Auteur: Awrès
Date: 2007-03-17 14:01:08
AURES in ENCYCLOPEDIE BERBERE
8- L'Aurès sous l'administration française (suite)
La société aurasienne, de la conquête aux premières années du XIXe siècle.
Pour bien des raisons, relief, gorges profondes, forêts et chutes de neige en altitude mais aussi diversité des genres de vie et des occupations imposées par les conditions géographiques, cette société était extrêmement cloisonnée et fragmentée. Si, partout, se retrouvaient les mêmes activités, les principales étant l'élevage du petit bétail, la culture des céréales en terre sèche et le travail des jardins irrigués c'était en proportions différentes et à diverses fins.
Ainsi, on l'a vu, les gens de la vallée de l'oued Abdi étaient des sédentaires vivant en villages comptant jusqu'à quelques centaines d'habitants. C'était, réserve faite des régions d'oasis de la frange saharienne un mode de vie exceptionnel dans ce sud constantinois voué à la vie nomade.
Ces villageois aurasiens habitaient comme les Kabyles du Djurdjura des maisons de pierre; mais celles-ci étaient d'une architecture bien différente extérieurement comme intérieurement.
Le village était un centre d'activités artisanales très diverses. On y travaillait la laine et le poil de chèvre, le fer, le cuir, la terre, l'alfa. Il y avait aussi des babouchiers et des bijoutiers capables à l'occasion de rivaliser avec les Zouaoua pour la fabrication de la fausse monnaie. Il y avait donc matière à échange. Mais, bien sûr, le travail essentiel était celui de la terre avec une pratique de l'irrigation extrêmement ancienne. Du reste, dans cette vallée plus particulièrement, on affirmait volontiers ses origines romaines il y a un demi-siècle encore.
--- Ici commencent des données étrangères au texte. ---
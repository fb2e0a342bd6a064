//! Configuration loading from the file system

use std::fs;
use std::path::{Path, PathBuf};
use tracing::{info, instrument, warn};

use super::defaults::DEFAULT_CONFIG_PATH;
use super::types::Config;
use crate::error::{KiwaError, Result};

/// Resolved path of the default config file (~/.kiwa/config.json)
pub fn config_path() -> PathBuf {
    PathBuf::from(shellexpand::tilde(DEFAULT_CONFIG_PATH).as_ref())
}

/// Read and parse a config file.
pub fn load_config_from(path: &Path) -> Result<Config> {
    let contents = fs::read_to_string(path).map_err(|source| KiwaError::ConfigRead {
        path: path.to_path_buf(),
        source,
    })?;
    let config = serde_json::from_str::<Config>(&contents)?;
    Ok(config)
}

/// Load configuration from `path`, or ~/.kiwa/config.json when `None`.
///
/// Returns Config::default() if the file is missing, unreadable or invalid.
#[instrument(name = "load_config", skip_all)]
pub fn load_config(path: Option<&Path>) -> Config {
    let config_path = path.map(Path::to_path_buf).unwrap_or_else(config_path);

    if !config_path.exists() {
        info!(path = %config_path.display(), "Config file not found, using defaults");
        return Config::default();
    }

    match load_config_from(&config_path) {
        Ok(config) => {
            info!(
                path = %config_path.display(),
                hotkey = %config.hotkey,
                symbols = config.symbols.len(),
                "Successfully loaded config"
            );
            config
        }
        Err(e) => {
            warn!(
                path = %config_path.display(),
                error = %e,
                hint = %parse_hint(&e),
                "Failed to load config, using defaults"
            );
            Config::default()
        }
    }
}

/// Re-read the config file after a change notification.
///
/// Unlike [`load_config`] this never falls back to defaults: a missing,
/// unreadable or invalid file yields `None` so the running configuration
/// stays in effect.
#[instrument(name = "reload_config", skip_all)]
pub fn reload_config(path: &Path) -> Option<Config> {
    if !path.exists() {
        info!(path = %path.display(), "Config file removed, keeping current config");
        return None;
    }

    match load_config_from(path) {
        Ok(config) => {
            info!(
                path = %path.display(),
                hotkey = %config.hotkey,
                symbols = config.symbols.len(),
                "Reloaded config"
            );
            Some(config)
        }
        Err(e) => {
            warn!(
                path = %path.display(),
                error = %e,
                hint = %parse_hint(&e),
                "Config reload failed, keeping current config"
            );
            None
        }
    }
}

fn parse_hint(error: &KiwaError) -> &'static str {
    let message = error.to_string();
    if message.contains("slotNumber") {
        "Every symbol needs 'opening', 'label' and 'slotNumber' (1-9)"
    } else if message.contains("hotkey") {
        "Hotkey must be { \"keyCode\": 2, \"modifiers\": 2560 } or a string like \"opt+shift+d\""
    } else {
        ""
    }
}

/// Write the default configuration when no file exists at `path`.
/// Returns `true` when a new file was created.
pub fn ensure_config_file(path: &Path) -> Result<bool> {
    if path.exists() {
        return Ok(false);
    }
    let write_err = |source| KiwaError::ConfigWrite {
        path: path.to_path_buf(),
        source,
    };
    if let Some(parent) = path.parent() {
        fs::create_dir_all(parent).map_err(write_err)?;
    }
    fs::write(path, Config::default().to_pretty_json()).map_err(write_err)?;
    info!(path = %path.display(), "Created default config file");
    Ok(true)
}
Au centre du massif, dans la vallée de l'oued El Abiod, la vie se partageait entre les trois activités principales, élevage, cultures en terre sèche, jardins, au prix de déplacements fréquents de la plaine à la montagne. Ce qui leur avait imposé la tente pour habitat et les guelaa comme port d'attache et lieu de dépôts de leurs biens consistant surtout en produits de la terre.
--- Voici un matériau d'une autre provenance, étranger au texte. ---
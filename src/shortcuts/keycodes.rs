//! Static key code table.
//!
//! The only place macOS virtual key codes (`kVK_*`) and `NSEvent` modifier
//! flag bits appear. Everything above this layer works with [`HotkeyCombo`],
//! slot numbers and semantic commands.
//!
//! [`HotkeyCombo`]: super::HotkeyCombo

use global_hotkey::hotkey::{Code, Modifiers as HotkeyModifiers};

use super::Modifiers;

/// macOS virtual key codes used by the panel and the hotkey table
pub mod key {
    pub const A: u16 = 0x00;
    pub const S: u16 = 0x01;
    pub const D: u16 = 0x02;
    pub const F: u16 = 0x03;
    pub const H: u16 = 0x04;
    pub const G: u16 = 0x05;
    pub const Z: u16 = 0x06;
    pub const X: u16 = 0x07;
    pub const C: u16 = 0x08;
    pub const V: u16 = 0x09;
    pub const B: u16 = 0x0B;
    pub const Q: u16 = 0x0C;
    pub const W: u16 = 0x0D;
    pub const E: u16 = 0x0E;
    pub const R: u16 = 0x0F;
    pub const Y: u16 = 0x10;
    pub const T: u16 = 0x11;
    pub const DIGIT_1: u16 = 0x12;
    pub const DIGIT_2: u16 = 0x13;
    pub const DIGIT_3: u16 = 0x14;
    pub const DIGIT_4: u16 = 0x15;
    pub const DIGIT_6: u16 = 0x16;
    pub const DIGIT_5: u16 = 0x17;
    pub const EQUAL: u16 = 0x18;
    pub const DIGIT_9: u16 = 0x19;
    pub const DIGIT_7: u16 = 0x1A;
    pub const MINUS: u16 = 0x1B;
    pub const DIGIT_8: u16 = 0x1C;
    pub const DIGIT_0: u16 = 0x1D;
    pub const RIGHT_BRACKET: u16 = 0x1E;
    pub const O: u16 = 0x1F;
    pub const U: u16 = 0x20;
    pub const LEFT_BRACKET: u16 = 0x21;
    pub const I: u16 = 0x22;
    pub const P: u16 = 0x23;
    pub const RETURN: u16 = 0x24;
    pub const L: u16 = 0x25;
    pub const J: u16 = 0x26;
    pub const QUOTE: u16 = 0x27;
    pub const K: u16 = 0x28;
    pub const SEMICOLON: u16 = 0x29;
    pub const BACKSLASH: u16 = 0x2A;
    pub const COMMA: u16 = 0x2B;
    pub const SLASH: u16 = 0x2C;
    pub const N: u16 = 0x2D;
    pub const M: u16 = 0x2E;
    pub const PERIOD: u16 = 0x2F;
    pub const TAB: u16 = 0x30;
    pub const SPACE: u16 = 0x31;
    pub const GRAVE: u16 = 0x32;
    pub const DELETE: u16 = 0x33;
    pub const ESCAPE: u16 = 0x35;
    pub const KEYPAD_ENTER: u16 = 0x4C;
    pub const F5: u16 = 0x60;
    pub const F6: u16 = 0x61;
    pub const F7: u16 = 0x62;
    pub const F3: u16 = 0x63;
    pub const F8: u16 = 0x64;
    pub const F9: u16 = 0x65;
    pub const F11: u16 = 0x67;
    pub const F10: u16 = 0x6D;
    pub const F12: u16 = 0x6F;
    pub const F4: u16 = 0x76;
    pub const F2: u16 = 0x78;
    pub const F1: u16 = 0x7A;
    pub const LEFT_ARROW: u16 = 0x7B;
    pub const RIGHT_ARROW: u16 = 0x7C;
    pub const DOWN_ARROW: u16 = 0x7D;
    pub const UP_ARROW: u16 = 0x7E;
}

/// `NSEventModifierFlags` bits
pub mod event_flags {
    pub const SHIFT: u64 = 1 << 17;
    pub const CONTROL: u64 = 1 << 18;
    pub const OPTION: u64 = 1 << 19;
    pub const COMMAND: u64 = 1 << 20;
}

/// Digit keys for slots 1 through 9. The ANSI row is not laid out in order.
const SLOT_KEYS: [u16; 9] = [
    key::DIGIT_1,
    key::DIGIT_2,
    key::DIGIT_3,
    key::DIGIT_4,
    key::DIGIT_5,
    key::DIGIT_6,
    key::DIGIT_7,
    key::DIGIT_8,
    key::DIGIT_9,
];

/// One row of the key table.
#[derive(Debug, Clone, Copy)]
pub struct KeySpec {
    pub key_code: u16,
    /// Shown in menus and combo displays
    pub character: &'static str,
    /// Extra names accepted by the shortcut parser
    pub aliases: &'static [&'static str],
    /// Equivalent `global-hotkey` code
    pub code: Code,
}

const fn spec(
    key_code: u16,
    character: &'static str,
    aliases: &'static [&'static str],
    code: Code,
) -> KeySpec {
    KeySpec {
        key_code,
        character,
        aliases,
        code,
    }
}

pub const KEY_TABLE: &[KeySpec] = &[
    spec(key::A, "A", &[], Code::KeyA),
    spec(key::B, "B", &[], Code::KeyB),
    spec(key::C, "C", &[], Code::KeyC),
    spec(key::D, "D", &[], Code::KeyD),
    spec(key::E, "E", &[], Code::KeyE),
    spec(key::F, "F", &[], Code::KeyF),
    spec(key::G, "G", &[], Code::KeyG),
    spec(key::H, "H", &[], Code::KeyH),
    spec(key::I, "I", &[], Code::KeyI),
    spec(key::J, "J", &[], Code::KeyJ),
    spec(key::K, "K", &[], Code::KeyK),
    spec(key::L, "L", &[], Code::KeyL),
    spec(key::M, "M", &[], Code::KeyM),
    spec(key::N, "N", &[], Code::KeyN),
    spec(key::O, "O", &[], Code::KeyO),
    spec(key::P, "P", &[], Code::KeyP),
    spec(key::Q, "Q", &[], Code::KeyQ),
    spec(key::R, "R", &[], Code::KeyR),
    spec(key::S, "S", &[], Code::KeyS),
    spec(key::T, "T", &[], Code::KeyT),
    spec(key::U, "U", &[], Code::KeyU),
    spec(key::V, "V", &[], Code::KeyV),
    spec(key::W, "W", &[], Code::KeyW),
    spec(key::X, "X", &[], Code::KeyX),
    spec(key::Y, "Y", &[], Code::KeyY),
    spec(key::Z, "Z", &[], Code::KeyZ),
    spec(key::DIGIT_0, "0", &[], Code::Digit0),
    spec(key::DIGIT_1, "1", &[], Code::Digit1),
    spec(key::DIGIT_2, "2", &[], Code::Digit2),
    spec(key::DIGIT_3, "3", &[], Code::Digit3),
    spec(key::DIGIT_4, "4", &[], Code::Digit4),
    spec(key::DIGIT_5, "5", &[], Code::Digit5),
    spec(key::DIGIT_6, "6", &[], Code::Digit6),
    spec(key::DIGIT_7, "7", &[], Code::Digit7),
    spec(key::DIGIT_8, "8", &[], Code::Digit8),
    spec(key::DIGIT_9, "9", &[], Code::Digit9),
    spec(key::EQUAL, "=", &["equal"], Code::Equal),
    spec(key::MINUS, "-", &["minus"], Code::Minus),
    spec(key::LEFT_BRACKET, "[", &["bracketleft"], Code::BracketLeft),
    spec(key::RIGHT_BRACKET, "]", &["bracketright"], Code::BracketRight),
    spec(key::QUOTE, "'", &["quote"], Code::Quote),
    spec(key::SEMICOLON, ";", &["semicolon"], Code::Semicolon),
    spec(key::BACKSLASH, "\\", &["backslash"], Code::Backslash),
    spec(key::COMMA, ",", &["comma"], Code::Comma),
    spec(key::SLASH, "/", &["slash"], Code::Slash),
    spec(key::PERIOD, ".", &["period"], Code::Period),
    spec(key::GRAVE, "`", &["backquote", "grave"], Code::Backquote),
    spec(key::SPACE, "Space", &["space"], Code::Space),
    spec(key::TAB, "\u{21E5}", &["tab"], Code::Tab),
    spec(key::RETURN, "\u{21A9}", &["return", "enter"], Code::Enter),
    spec(key::DELETE, "\u{232B}", &["delete", "backspace"], Code::Backspace),
    spec(key::ESCAPE, "\u{238B}", &["escape", "esc"], Code::Escape),
    spec(key::UP_ARROW, "\u{2191}", &["up", "arrowup"], Code::ArrowUp),
    spec(key::DOWN_ARROW, "\u{2193}", &["down", "arrowdown"], Code::ArrowDown),
    spec(key::LEFT_ARROW, "\u{2190}", &["left", "arrowleft"], Code::ArrowLeft),
    spec(key::RIGHT_ARROW, "\u{2192}", &["right", "arrowright"], Code::ArrowRight),
    spec(key::F1, "F1", &[], Code::F1),
    spec(key::F2, "F2", &[], Code::F2),
    spec(key::F3, "F3", &[], Code::F3),
    spec(key::F4, "F4", &[], Code::F4),
    spec(key::F5, "F5", &[], Code::F5),
    spec(key::F6, "F6", &[], Code::F6),
    spec(key::F7, "F7", &[], Code::F7),
    spec(key::F8, "F8", &[], Code::F8),
    spec(key::F9, "F9", &[], Code::F9),
    spec(key::F10, "F10", &[], Code::F10),
    spec(key::F11, "F11", &[], Code::F11),
    spec(key::F12, "F12", &[], Code::F12),
];

fn lookup(key_code: u16) -> Option<&'static KeySpec> {
    KEY_TABLE.iter().find(|spec| spec.key_code == key_code)
}

/// Slot number (1-9) addressed by a digit key, if any.
pub fn slot_number(key_code: u16) -> Option<u8> {
    SLOT_KEYS
        .iter()
        .position(|&k| k == key_code)
        .map(|idx| idx as u8 + 1)
}

/// Digit key for a slot number (1-9).
pub fn slot_key(slot: u8) -> Option<u16> {
    match slot {
        1..=9 => Some(SLOT_KEYS[usize::from(slot - 1)]),
        _ => None,
    }
}

/// Printable character for a key code, `"?"` when the key is not in the table.
pub fn key_character(key_code: u16) -> &'static str {
    lookup(key_code).map(|spec| spec.character).unwrap_or("?")
}

/// Resolve a key name from a shortcut string ("d", "F5", "space", "↩").
pub fn key_code_for_name(name: &str) -> Option<u16> {
    let lower = name.to_lowercase();
    KEY_TABLE
        .iter()
        .find(|spec| {
            spec.character.to_lowercase() == lower || spec.aliases.iter().any(|a| *a == lower)
        })
        .map(|spec| spec.key_code)
}

/// `global-hotkey` code for a key code, `None` when it cannot be registered.
pub fn hotkey_code(key_code: u16) -> Option<Code> {
    lookup(key_code).map(|spec| spec.code)
}

/// Convert the persisted modifier bitmask into `global-hotkey` modifiers.
pub fn hotkey_modifiers(modifiers: Modifiers) -> HotkeyModifiers {
    let mut out = HotkeyModifiers::empty();
    if modifiers.contains(Modifiers::CMD) {
        out |= HotkeyModifiers::META;
    }
    if modifiers.contains(Modifiers::OPTION) {
        out |= HotkeyModifiers::ALT;
    }
    if modifiers.contains(Modifiers::CONTROL) {
        out |= HotkeyModifiers::CONTROL;
    }
    if modifiers.contains(Modifiers::SHIFT) {
        out |= HotkeyModifiers::SHIFT;
    }
    out
}

/// Decode `NSEvent.modifierFlags` into the persisted modifier bitmask.
/// Device-dependent bits (caps lock, fn, numeric pad) are ignored.
pub fn modifiers_from_event_flags(flags: u64) -> Modifiers {
    let mut out = Modifiers::empty();
    if flags & event_flags::COMMAND != 0 {
        out |= Modifiers::CMD;
    }
    if flags & event_flags::OPTION != 0 {
        out |= Modifiers::OPTION;
    }
    if flags & event_flags::CONTROL != 0 {
        out |= Modifiers::CONTROL;
    }
    if flags & event_flags::SHIFT != 0 {
        out |= Modifiers::SHIFT;
    }
    out
}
Les Aurasiens se reconnaissaient comme gens d'une tribu mais la tribu n'avait pas de chef; la cellule vivante était le village ou la fraction au sein desquelles des assemblées d'anciens, les imokranen réglaient tous les problèmes.
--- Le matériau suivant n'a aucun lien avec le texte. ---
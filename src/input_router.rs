//! Input arbitration while the panel is open.
//!
//! Two interceptors are installed per session: a local one that sees events
//! addressed to the panel (and can swallow them) and a global one that only
//! observes events addressed to other applications. Both feed the same
//! routing table; [`EventDeduper`] makes sure an event seen by both scopes
//! is acted on once.

use std::sync::atomic::{AtomicBool, Ordering};
use std::sync::Arc;

use parking_lot::Mutex;

use crate::error::Result;
use crate::logging;
use crate::panel::{Point, Rect, SessionId};
use crate::shortcuts::keycodes::{self, key};
use crate::shortcuts::Modifiers;

#[derive(Debug, Clone, Copy, PartialEq, Eq)]
pub enum MouseButton {
    Primary,
    Secondary,
    Other,
}

/// OS input event, already decoded at the platform boundary.
#[derive(Debug, Clone, Copy, PartialEq)]
pub enum RawInputEvent {
    KeyDown {
        key_code: u16,
        modifiers: Modifiers,
        /// Seconds since boot, as reported by the OS
        timestamp: f64,
    },
    MouseDown {
        button: MouseButton,
        /// Screen coordinates
        location: Point,
        timestamp: f64,
    },
}

impl RawInputEvent {
    fn timestamp(&self) -> f64 {
        match self {
            RawInputEvent::KeyDown { timestamp, .. } | RawInputEvent::MouseDown { timestamp, .. } => {
                *timestamp
            }
        }
    }
}

/// Semantic panel command.
#[derive(Debug, Clone, Copy, PartialEq, Eq)]
pub enum PanelCommand {
    Close,
    OpenSettings,
    Quit,
    MoveUp,
    MoveDown,
    CommitSelected,
    CommitSlot(u8),
    DismissIfOutside,
}

impl PanelCommand {
    pub fn as_str(&self) -> &'static str {
        match self {
            PanelCommand::Close => "close",
            PanelCommand::OpenSettings => "open_settings",
            PanelCommand::Quit => "quit",
            PanelCommand::MoveUp => "move_up",
            PanelCommand::MoveDown => "move_down",
            PanelCommand::CommitSelected => "commit_selected",
            PanelCommand::CommitSlot(_) => "commit_slot",
            PanelCommand::DismissIfOutside => "dismiss_if_outside",
        }
    }
}

/// Which interceptor delivered an event.
#[derive(Debug, Clone, Copy, PartialEq, Eq, Hash)]
pub enum InterceptScope {
    /// Events addressed to this process; may be swallowed
    Local,
    /// Events addressed to other processes; observe only
    Global,
}

/// What the interceptor should do with the event after routing.
#[derive(Debug, Clone, Copy, PartialEq, Eq)]
pub enum Disposition {
    Swallow,
    PassThrough,
}

/// Map an event to a command. First match wins, in this order:
/// Escape, ⌘, , ⌘Q, arrows, Return, ⌘1-9, mouse outside `content_bounds`.
/// Everything else (including mouse downs inside the panel) returns `None`.
pub fn route(event: &RawInputEvent, content_bounds: Rect) -> Option<PanelCommand> {
    match *event {
        RawInputEvent::KeyDown {
            key_code,
            modifiers,
            ..
        } => route_key(key_code, modifiers),
        RawInputEvent::MouseDown {
            button, location, ..
        } => match button {
            MouseButton::Primary | MouseButton::Secondary if !content_bounds.contains(location) => {
                Some(PanelCommand::DismissIfOutside)
            }
            _ => None,
        },
    }
}

fn route_key(key_code: u16, modifiers: Modifiers) -> Option<PanelCommand> {
    let command_held = modifiers.contains(Modifiers::CMD);
    match key_code {
        key::ESCAPE => Some(PanelCommand::Close),
        key::COMMA if command_held => Some(PanelCommand::OpenSettings),
        key::Q if command_held => Some(PanelCommand::Quit),
        key::UP_ARROW => Some(PanelCommand::MoveUp),
        key::DOWN_ARROW => Some(PanelCommand::MoveDown),
        key::RETURN | key::KEYPAD_ENTER => Some(PanelCommand::CommitSelected),
        code if command_held => keycodes::slot_number(code).map(PanelCommand::CommitSlot),
        _ => None,
    }
}

#[derive(Debug, Clone, Copy, PartialEq)]
struct Fingerprint {
    scope: InterceptScope,
    timestamp: f64,
    event: RawInputEvent,
}

/// Drops an event that was already acted on through the other scope.
#[derive(Debug, Default)]
pub struct EventDeduper {
    last: Option<Fingerprint>,
}

impl EventDeduper {
    /// Returns `true` if the event should be acted on, and records it.
    pub fn admit(&mut self, scope: InterceptScope, event: &RawInputEvent) -> bool {
        if let Some(last) = self.last {
            let same_event = last.timestamp == event.timestamp() && same_input(&last.event, event);
            if same_event && last.scope != scope {
                return false;
            }
        }
        self.last = Some(Fingerprint {
            scope,
            timestamp: event.timestamp(),
            event: *event,
        });
        true
    }

    pub fn reset(&mut self) {
        self.last = None;
    }
}

fn same_input(a: &RawInputEvent, b: &RawInputEvent) -> bool {
    match (a, b) {
        (
            RawInputEvent::KeyDown {
                key_code: ka,
                modifiers: ma,
                ..
            },
            RawInputEvent::KeyDown {
                key_code: kb,
                modifiers: mb,
                ..
            },
        ) => ka == kb && ma == mb,
        (
            RawInputEvent::MouseDown { button: ba, .. },
            RawInputEvent::MouseDown { button: bb, .. },
        ) => ba == bb,
        _ => false,
    }
}

/// Called from the OS callback context for every intercepted event.
pub type EventSink = Arc<dyn Fn(InterceptScope, RawInputEvent) -> Disposition + Send + Sync>;

/// Receives routed commands. Must only enqueue.
pub type CommandSink = Arc<dyn Fn(SessionId, PanelCommand) + Send + Sync>;

/// Opaque interceptor handle returned by [`InputHook::install`].
#[derive(Debug, Clone, Copy, PartialEq, Eq, Hash)]
pub struct HookHandle(pub u64);

/// OS event interception.
pub trait InputHook {
    fn install(&mut self, scope: InterceptScope, sink: EventSink) -> Result<HookHandle>;
    fn remove(&mut self, handle: HookHandle);
}

struct RouterShared {
    open: AtomicBool,
    session: Mutex<Option<SessionId>>,
    bounds: Mutex<Rect>,
    deduper: Mutex<EventDeduper>,
    commands: Mutex<Option<CommandSink>>,
}

impl RouterShared {
    fn dispatch(&self, scope: InterceptScope, event: RawInputEvent) -> Disposition {
        if !self.open.load(Ordering::SeqCst) {
            return Disposition::PassThrough;
        }

        let bounds = *self.bounds.lock();
        let Some(command) = route(&event, bounds) else {
            return Disposition::PassThrough;
        };

        if !self.deduper.lock().admit(scope, &event) {
            tracing::debug!(scope = ?scope, command = command.as_str(), "Duplicate event dropped");
            return swallow_for(scope);
        }

        let Some(session) = *self.session.lock() else {
            return Disposition::PassThrough;
        };

        if let RawInputEvent::KeyDown {
            key_code,
            modifiers,
            ..
        } = event
        {
            logging::log_key_event(key_code, &format!("{:?}", modifiers), command.as_str());
        }

        let sink = self.commands.lock().clone();
        if let Some(sink) = sink {
            sink(session, command);
        }
        swallow_for(scope)
    }
}

fn swallow_for(scope: InterceptScope) -> Disposition {
    match scope {
        InterceptScope::Local => Disposition::Swallow,
        InterceptScope::Global => Disposition::PassThrough,
    }
}

/// Owns the local/global interceptor pair for one session at a time.
pub struct InputEventRouter {
    hook: Box<dyn InputHook>,
    shared: Arc<RouterShared>,
    local: Option<HookHandle>,
    global: Option<HookHandle>,
}

impl InputEventRouter {
    pub fn new(hook: Box<dyn InputHook>) -> Self {
        Self {
            hook,
            shared: Arc::new(RouterShared {
                open: AtomicBool::new(false),
                session: Mutex::new(None),
                bounds: Mutex::new(Rect::default()),
                deduper: Mutex::new(EventDeduper::default()),
                commands: Mutex::new(None),
            }),
            local: None,
            global: None,
        }
    }

    /// Install both interceptors for `session`.
    ///
    /// If either installation fails nothing stays installed.
    pub fn start(&mut self, session: SessionId, bounds: Rect, commands: CommandSink) -> Result<()> {
        if self.is_active() {
            self.stop();
        }

        *self.shared.session.lock() = Some(session);
        *self.shared.bounds.lock() = bounds;
        *self.shared.commands.lock() = Some(commands);
        self.shared.deduper.lock().reset();
        self.shared.open.store(true, Ordering::SeqCst);

        let local = match self.hook.install(InterceptScope::Local, self.sink()) {
            Ok(handle) => handle,
            Err(e) => {
                self.clear_shared();
                return Err(e);
            }
        };
        self.local = Some(local);

        match self.hook.install(InterceptScope::Global, self.sink()) {
            Ok(handle) => self.global = Some(handle),
            Err(e) => {
                self.stop();
                return Err(e);
            }
        }

        tracing::debug!(session = %session, "Input interceptors installed");
        Ok(())
    }

    fn sink(&self) -> EventSink {
        let shared = self.shared.clone();
        Arc::new(move |scope, event| shared.dispatch(scope, event))
    }

    /// Remove both interceptors. Safe to call when never started.
    pub fn stop(&mut self) {
        // Drop in-flight events before touching the hooks
        self.shared.open.store(false, Ordering::SeqCst);

        let removed = self.local.is_some() || self.global.is_some();
        if let Some(handle) = self.local.take() {
            self.hook.remove(handle);
        }
        if let Some(handle) = self.global.take() {
            self.hook.remove(handle);
        }
        self.clear_shared();

        if removed {
            tracing::debug!("Input interceptors removed");
        }
    }

    fn clear_shared(&self) {
        self.shared.open.store(false, Ordering::SeqCst);
        *self.shared.session.lock() = None;
        *self.shared.commands.lock() = None;
    }

    /// Update the content bounds used for outside-click detection.
    pub fn update_bounds(&self, bounds: Rect) {
        *self.shared.bounds.lock() = bounds;
    }

    pub fn is_active(&self) -> bool {
        self.local.is_some() || self.global.is_some()
    }
}

impl Drop for InputEventRouter {
    fn drop(&mut self) {
        self.stop();
    }
}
Comme en pays kabyle il existait des règlements coutumiers assortis de différentes échelles de peine. Quand les conflits dépassaient le cadre du village ou de la fraction on faisait appel à des instances supérieures.
Dans la vallée de l'oued Abdi on les soumettait à des représentants des quatre principaux villages.
Chez les Touaba on reconnaissait une autorité particulière à une fraction maraboutique, les Lehala, celle, précisément qui avait eu, semble-t-il une responsabilité particulière dans les événements de 1879 et en avait été très durement sanctionnée.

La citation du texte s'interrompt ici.